[PROBLEM TO SOLVE]
Among the entries, which lines carry the string "RecordedVisit"? Copy each of them.

Top of ENTRIES PROVIDED

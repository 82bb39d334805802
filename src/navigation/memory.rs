//! In-memory navigator.
//!
//! Keeps a current location and records every visit instead of talking to a
//! server. GET visits move the location, so a store reading the URL back sees
//! what it last navigated to. Useful for headless hosts and tests.

use super::{HttpMethod, NavigationContext, VisitOptions};
use serde_json::Value;
use std::cell::RefCell;
use tracing::trace;
use url::Url;

/// A visit captured by [`MemoryNavigator`].
#[derive(Debug, Clone, PartialEq)]
pub struct RecordedVisit {
    /// Absolute target URL.
    pub url: String,
    /// Request verb.
    pub method: HttpMethod,
    /// Request payload.
    pub data: Option<Value>,
    /// Whether scroll was preserved.
    pub preserve_scroll: bool,
    /// Whether state was preserved.
    pub preserve_state: bool,
    /// Restricted props.
    pub only: Vec<String>,
}

/// Navigator backed by an in-memory location.
#[derive(Debug)]
pub struct MemoryNavigator {
    location: RefCell<Url>,
    visits: RefCell<Vec<RecordedVisit>>,
}

impl MemoryNavigator {
    /// Start at an absolute `location`.
    ///
    /// # Errors
    ///
    /// Returns an error if `location` is not an absolute URL.
    pub fn new(location: &str) -> Result<Self, url::ParseError> {
        Ok(Self {
            location: RefCell::new(Url::parse(location)?),
            visits: RefCell::new(Vec::new()),
        })
    }

    /// Full current location.
    pub fn location(&self) -> String {
        self.location.borrow().to_string()
    }

    /// Jump to `location` without recording a visit (e.g. back button).
    ///
    /// Relative locations resolve against the current one.
    ///
    /// # Errors
    ///
    /// Returns an error if `location` cannot be resolved.
    pub fn set_location(&self, location: &str) -> Result<(), url::ParseError> {
        let resolved = self.location.borrow().join(location)?;
        *self.location.borrow_mut() = resolved;
        Ok(())
    }

    /// All visits so far, oldest first.
    pub fn visits(&self) -> Vec<RecordedVisit> {
        self.visits.borrow().clone()
    }

    /// Most recent visit.
    pub fn last_visit(&self) -> Option<RecordedVisit> {
        self.visits.borrow().last().cloned()
    }

    /// Number of visits so far.
    pub fn visit_count(&self) -> usize {
        self.visits.borrow().len()
    }
}

impl NavigationContext for MemoryNavigator {
    fn current_url(&self) -> String {
        let mut url = self.location.borrow().clone();
        url.set_query(None);
        url.set_fragment(None);
        url.to_string()
    }

    fn current_search(&self) -> String {
        self.location
            .borrow()
            .query()
            .filter(|query| !query.is_empty())
            .map(|query| format!("?{query}"))
            .unwrap_or_default()
    }

    fn visit(&self, url: &str, options: VisitOptions) {
        let resolved = self.location.borrow().join(url);
        let target = match resolved {
            Ok(target) => target,
            Err(err) => {
                trace!(url, error = %err, "rejecting visit to unresolvable url");
                if let Some(on_error) = &options.on_error {
                    on_error(&Value::String(err.to_string()));
                }
                if let Some(on_finish) = &options.on_finish {
                    on_finish();
                }
                return;
            }
        };

        trace!(url = %target, method = %options.method, "recording visit");
        self.visits.borrow_mut().push(RecordedVisit {
            url: target.to_string(),
            method: options.method,
            data: options.data.clone(),
            preserve_scroll: options.preserve_scroll,
            preserve_state: options.preserve_state,
            only: options.only.clone(),
        });

        if options.method == HttpMethod::Get {
            *self.location.borrow_mut() = target;
        }

        if let Some(on_success) = &options.on_success {
            on_success();
        }
        if let Some(on_finish) = &options.on_finish {
            on_finish();
        }
    }
}
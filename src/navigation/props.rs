//! Page data lookup by dotted path.

use serde_json::Value;

/// Reads nested values out of page data.
///
/// A path that does not exist resolves to `None`; callers degrade to empty
/// behavior rather than failing.
pub trait PropertyResolver {
    /// Value at `path`, where segments are separated by `.`.
    fn resolve(&self, path: &str) -> Option<Value>;
}

impl PropertyResolver for Value {
    fn resolve(&self, path: &str) -> Option<Value> {
        path.split('.')
            .try_fold(self, |node, segment| match node {
                Value::Object(fields) => fields.get(segment),
                Value::Array(items) => segment
                    .parse::<usize>()
                    .ok()
                    .and_then(|index| items.get(index)),
                _ => None,
            })
            .cloned()
    }
}
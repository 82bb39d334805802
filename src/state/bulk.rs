//! Bulk selection state machine.
//!
//! Rows are paged and the full universe lives on the server, so "select all"
//! cannot enumerate keys. The selection instead records a global flag plus
//! the exceptions to it:
//!
//! - `all == false`: exactly the rows in `only` are selected.
//! - `all == true`: every row except those in `except` is selected.
//!
//! Only the set matching the current mode is ever populated.

use serde::{Deserialize, Serialize};
use std::collections::HashSet;
use std::hash::Hash;
use tracing::trace;

// ===== Selection =====

/// Raw selection state, serializable for bulk action payloads.
#[derive(Debug, Clone, Serialize, Deserialize)]
#[serde(bound(
    serialize = "K: Serialize + Eq + Hash",
    deserialize = "K: Deserialize<'de> + Eq + Hash"
))]
pub struct Selection<K> {
    /// Whether every row is selected by default.
    pub all: bool,
    /// Selected rows while `all` is false.
    pub only: HashSet<K>,
    /// Deselected rows while `all` is true.
    pub except: HashSet<K>,
}

impl<K> Default for Selection<K> {
    fn default() -> Self {
        Self {
            all: false,
            only: HashSet::new(),
            except: HashSet::new(),
        }
    }
}

impl<K: Eq + Hash> PartialEq for Selection<K> {
    fn eq(&self, other: &Self) -> bool {
        self.all == other.all && self.only == other.only && self.except == other.except
    }
}

impl<K: Eq + Hash> Eq for Selection<K> {}

// ===== BulkSelectionSet =====

/// All/only/except selection over an unbounded row universe.
///
/// # Invariants
/// - `only` is empty whenever `all` is true.
/// - `except` is empty whenever `all` is false.
#[derive(Debug, Clone)]
pub struct BulkSelectionSet<K> {
    selection: Selection<K>,
}

impl<K> Default for BulkSelectionSet<K> {
    fn default() -> Self {
        Self {
            selection: Selection::default(),
        }
    }
}

impl<K: Eq + Hash + Clone> BulkSelectionSet<K> {
    /// Create an empty selection.
    pub fn new() -> Self {
        Self {
            selection: Selection::default(),
        }
    }

    /// Current raw state.
    pub fn selection(&self) -> &Selection<K> {
        &self.selection
    }

    /// Select every row.
    pub fn select_all(&mut self) {
        trace!("select all rows");
        self.selection.all = true;
        self.selection.only.clear();
        self.selection.except.clear();
    }

    /// Deselect every row.
    pub fn deselect_all(&mut self) {
        trace!("deselect all rows");
        self.selection.all = false;
        self.selection.only.clear();
        self.selection.except.clear();
    }

    /// Select the given rows.
    pub fn select<'a, I>(&mut self, rows: I)
    where
        I: IntoIterator<Item = &'a K>,
        K: 'a,
    {
        for row in rows {
            self.selection.except.remove(row);
            if !self.selection.all {
                self.selection.only.insert(row.clone());
            }
        }
    }

    /// Deselect the given rows.
    pub fn deselect<'a, I>(&mut self, rows: I)
    where
        I: IntoIterator<Item = &'a K>,
        K: 'a,
    {
        for row in rows {
            self.selection.only.remove(row);
            if self.selection.all {
                self.selection.except.insert(row.clone());
            }
        }
    }

    /// Whether `row` is selected.
    pub fn selected(&self, row: &K) -> bool {
        if self.selection.all {
            !self.selection.except.contains(row)
        } else {
            self.selection.only.contains(row)
        }
    }

    /// Flip each row independently.
    pub fn toggle<'a, I>(&mut self, rows: I)
    where
        I: IntoIterator<Item = &'a K>,
        K: 'a,
    {
        for row in rows {
            if self.selected(row) {
                self.deselect([row]);
            } else {
                self.select([row]);
            }
        }
    }

    /// Whether every row is selected with no exceptions.
    pub fn all_selected(&self) -> bool {
        self.selection.all && self.selection.except.is_empty()
    }

    /// Whether nothing is selected.
    ///
    /// With `all` set this is false even when every visible row is excepted,
    /// since rows beyond the current page remain selected.
    pub fn is_empty(&self) -> bool {
        !self.selection.all && self.selection.only.is_empty()
    }
}

#[cfg(test)]
#[path = "bulk_tests.rs"]
mod tests;
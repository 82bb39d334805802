//! Sort and filter descriptors.
//!
//! These are the server-provided refinement shapes. They are plain data; the
//! actionable projections in [`crate::state::refinements`] add behavior.

use serde::{Deserialize, Serialize};
use serde_json::Value;
use std::fmt;
use std::str::FromStr;

/// Filter type whose values accumulate instead of replacing.
pub const SELECT_FILTER_TYPE: &str = "select";

// ===== Direction =====

/// Sort direction.
#[derive(Debug, Clone, Copy, PartialEq, Eq, Hash, Serialize, Deserialize)]
#[serde(rename_all = "lowercase")]
pub enum Direction {
    /// Ascending.
    Asc,
    /// Descending.
    Desc,
}

impl Direction {
    /// Query-string form.
    pub fn as_str(self) -> &'static str {
        match self {
            Direction::Asc => "asc",
            Direction::Desc => "desc",
        }
    }
}

impl fmt::Display for Direction {
    fn fmt(&self, f: &mut fmt::Formatter<'_>) -> fmt::Result {
        f.write_str(self.as_str())
    }
}

/// Unrecognized sort direction text.
#[derive(Debug, Clone, PartialEq, Eq, thiserror::Error)]
#[error("Unknown sort direction: {0:?}")]
pub struct UnknownDirection(pub String);

impl FromStr for Direction {
    type Err = UnknownDirection;

    fn from_str(s: &str) -> Result<Self, Self::Err> {
        match s {
            "asc" => Ok(Direction::Asc),
            "desc" => Ok(Direction::Desc),
            other => Err(UnknownDirection(other.to_string())),
        }
    }
}

// ===== Sort =====

/// A named sort criterion.
#[derive(Debug, Clone, PartialEq, Serialize, Deserialize)]
pub struct Sort {
    /// Unique name; also the value written to the sort key.
    pub name: String,
    /// Display label.
    #[serde(default)]
    pub label: String,
    /// Provider-defined type tag.
    #[serde(rename = "type", default)]
    pub kind: Option<String>,
    /// Free-form provider metadata.
    #[serde(default)]
    pub metadata: Value,
    /// Whether the sort is currently applied.
    #[serde(default)]
    pub active: bool,
    /// Hidden from pickers.
    #[serde(default)]
    pub hidden: bool,
    /// Provider default marker.
    #[serde(default)]
    pub default: Option<Value>,
    /// Fixed direction for one-way sort options; `None` for toggle sorts.
    #[serde(default)]
    pub direction: Option<Direction>,
    /// Direction a toggle would move to on next activation.
    #[serde(default)]
    pub next_direction: Option<Direction>,
}

// ===== Filter =====

/// A selectable option of a filter.
#[derive(Debug, Clone, PartialEq, Serialize, Deserialize)]
pub struct FilterOption {
    /// Display label.
    #[serde(default)]
    pub label: String,
    /// Value written to the filter key when chosen.
    pub value: Value,
    /// Free-form provider metadata.
    #[serde(default)]
    pub metadata: Value,
    /// Whether the current filter value includes this option.
    #[serde(default)]
    pub active: bool,
}

/// A named filter criterion.
#[derive(Debug, Clone, PartialEq, Serialize, Deserialize)]
pub struct Filter {
    /// Unique name; also the query key.
    pub name: String,
    /// Display label.
    #[serde(default)]
    pub label: String,
    /// Filter type. `"select"` filters accumulate values.
    #[serde(rename = "type", default)]
    pub kind: Option<String>,
    /// Free-form provider metadata.
    #[serde(default)]
    pub metadata: Value,
    /// Whether the filter is currently applied.
    #[serde(default)]
    pub active: bool,
    /// Hidden from pickers.
    #[serde(default)]
    pub hidden: bool,
    /// Provider default value.
    #[serde(default)]
    pub default: Option<Value>,
    /// Current value.
    #[serde(default)]
    pub value: Value,
    /// Choices for option-based filters.
    #[serde(default)]
    pub options: Vec<FilterOption>,
}

impl Filter {
    /// Whether applied values accumulate.
    pub fn is_multiple(&self) -> bool {
        self.kind.as_deref() == Some(SELECT_FILTER_TYPE)
    }
}

// ===== Refiners =====

/// Refinement collections declared by a table.
#[derive(Debug, Clone, Default, PartialEq, Serialize, Deserialize)]
pub struct Refiners {
    /// Declared sorts.
    #[serde(default)]
    pub sorts: Vec<Sort>,
    /// Declared filters.
    #[serde(default)]
    pub filters: Vec<Filter>,
}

Bottom of ENTRIES PROVIDED

[OUTPUT FOR THIS EXERCISE]
pub struct RecordedVisit {
    visits: RefCell<Vec<RecordedVisit>>,
    pub fn visits(&self) -> Vec<RecordedVisit> {
    pub fn last_visit(&self) -> Option<RecordedVisit> {
        self.visits.borrow_mut().push(RecordedVisit {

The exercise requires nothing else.